→ **ASSIGNMENT**:
The following data has a line with "Blocks without an" and a line with "new crash report.". Write out exactly those lines and all the lines between them.

(Stored data entries)
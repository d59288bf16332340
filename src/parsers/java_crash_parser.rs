use regex::Regex;

use super::Parser;
use crate::error::Result;
use crate::item::JavaCrashItem;

/// Process name reported for crashes in the system process.
pub const SYSTEM_SERVER: &str = "system_server";

/// Parses an uncaught Java exception as printed by `AndroidRuntime` or an
/// instrumentation runner.
///
/// The first dotted exception line (`java.lang.Exception: message`) and the
/// `at`/`Caused by:`/`... N more` lines that follow it make up the stack.
/// Blocks without an exception line yield `None`.
#[derive(Debug, Clone)]
pub struct JavaCrashParser {
    system_process: Regex,
    fatal: Regex,
    process: Regex,
    pid: Regex,
    marker: Regex,
    exception: Regex,
    continuation: Regex,
}

impl Default for JavaCrashParser {
    fn default() -> Self {
        Self::new().expect("Failed to create the Java Crash Parser")
    }
}

impl JavaCrashParser {
    pub fn new() -> Result<Self> {
        Ok(JavaCrashParser {
            system_process: Regex::new(r"^\*\*\* FATAL EXCEPTION IN SYSTEM PROCESS: ")?,
            fatal: Regex::new(r"^FATAL EXCEPTION: ")?,
            process: Regex::new(r"^Process: (\S+), PID: (\d+)")?,
            pid: Regex::new(r"^PID: (\d+)$")?,
            marker: Regex::new(r"^----- (?:begin|end) exception -----$")?,
            exception: Regex::new(r"^((?:[\w$]+\.)+[\w$]+)(?:: (.*))?$")?,
            continuation: Regex::new(r"^(?:at |Caused by: |Suppressed: |\.\.\. \d+ more)")?,
        })
    }

    /// Whether `line` opens a new crash report.
    pub fn is_start(&self, line: &str) -> bool {
        let line = line.trim();
        self.system_process.is_match(line)
            || self.fatal.is_match(line)
            || line == "----- begin exception -----"
    }
}

impl Parser for JavaCrashParser {
    type Item = JavaCrashItem;

    fn parse<S: AsRef<str>>(&self, lines: &[S]) -> Option<JavaCrashItem> {
        let mut item = JavaCrashItem::default();
        let mut stack: Vec<&str> = Vec::new();

        for raw in lines {
            let raw = raw.as_ref();
            let line = raw.trim();

            if !stack.is_empty() {
                if self.continuation.is_match(line) {
                    stack.push(raw);
                    continue;
                }
                break;
            }

            if self.system_process.is_match(line) {
                item.base.app = Some(SYSTEM_SERVER.to_string());
            } else if let Some(caps) = self.process.captures(line) {
                item.base.app = Some(caps[1].to_string());
                item.base.pid = caps[2].parse().ok();
            } else if let Some(caps) = self.pid.captures(line) {
                item.base.pid = caps[1].parse().ok();
            } else if self.fatal.is_match(line) || self.marker.is_match(line) {
                continue;
            } else if let Some(caps) = self.exception.captures(line) {
                item.exception = Some(caps[1].to_string());
                item.message = caps.get(2).map(|m| m.as_str().to_string());
                stack.push(raw);
            }
        }

        item.exception.as_ref()?;
        item.base.stack = Some(stack.join("\n").trim().to_string());
        Some(item)
    }
}
use regex::Regex;

use super::Parser;
use crate::error::Result;
use crate::item::ProcStatsItem;

/// Parses `dumpsys procstats` into a uid to process name map, from headers
/// such as `  * com.android.systemui / u0a12 / v19:`.
/// When a uid runs several processes the first one listed is kept.
pub struct ProcStatsParser {
    process: Regex,
}

impl Default for ProcStatsParser {
    fn default() -> Self {
        Self::new().expect("Failed to create the ProcStats Parser")
    }
}

impl ProcStatsParser {
    pub fn new() -> Result<Self> {
        Ok(ProcStatsParser {
            process: Regex::new(r"^\s*\* (\S+) / (\S+) / v\d+:$")?,
        })
    }
}

impl Parser for ProcStatsParser {
    type Item = ProcStatsItem;

    fn parse<S: AsRef<str>>(&self, lines: &[S]) -> Option<ProcStatsItem> {
        let mut item = ProcStatsItem::default();
        for line in lines {
            if let Some(caps) = self.process.captures(line.as_ref().trim_end()) {
                item.processes
                    .entry(caps[2].to_string())
                    .or_insert_with(|| caps[1].to_string());
            }
        }
        (!item.processes.is_empty()).then_some(item)
    }
}

#[cfg(test)]
mod tests {
    use super::*;

    #[test]
    fn test_parse_procstats() {
        let lines = [
            "COMMITTED STATS FROM 2014-05-14-04-32-55:",
            "  * com.android.systemui / u0a12 / v19:",
            "           TOTAL: 100% (52MB-55MB-58MB/46MB-49MB-52MB over 7)",
            "  * com.google.process.gapps / u0a9 / v5023930:",
            "  * com.google.android.gms.persistent / u0a9 / v5023930:",
            "  * system / 1000 / v19:",
        ];
        let item = ProcStatsParser::default().parse(&lines).unwrap();
        assert_eq!(item.processes.len(), 3);
        assert_eq!(item.processes["u0a12"], "com.android.systemui");
        assert_eq!(item.processes["u0a9"], "com.google.process.gapps");
        assert_eq!(item.processes["1000"], "system");
    }

    #[test]
    fn test_no_processes() {
        assert!(ProcStatsParser::default().parse(&["Process Stats:"]).is_none());
    }
}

→ **WRITTEN ANSWER**:
/// Blocks without an exception line yield `None`.
#[derive(Debug, Clone)]
pub struct JavaCrashParser {
    system_process: Regex,
    fatal: Regex,
    process: Regex,
    pid: Regex,
    marker: Regex,
    exception: Regex,
    continuation: Regex,
}

impl Default for JavaCrashParser {
    fn default() -> Self {
        Self::new().expect("Failed to create the Java Crash Parser")
    }
}

impl JavaCrashParser {
    pub fn new() -> Result<Self> {
        Ok(JavaCrashParser {
            system_process: Regex::new(r"^\*\*\* FATAL EXCEPTION IN SYSTEM PROCESS: ")?,
            fatal: Regex::new(r"^FATAL EXCEPTION: ")?,
            process: Regex::new(r"^Process: (\S+), PID: (\d+)")?,
            pid: Regex::new(r"^PID: (\d+)$")?,
            marker: Regex::new(r"^----- (?:begin|end) exception -----$")?,
            exception: Regex::new(r"^((?:[\w$]+\.)+[\w$]+)(?:: (.*))?$")?,
            continuation: Regex::new(r"^(?:at |Caused by: |Suppressed: |\.\.\. \d+ more)")?,
        })
    }

    /// Whether `line` opens a new crash report.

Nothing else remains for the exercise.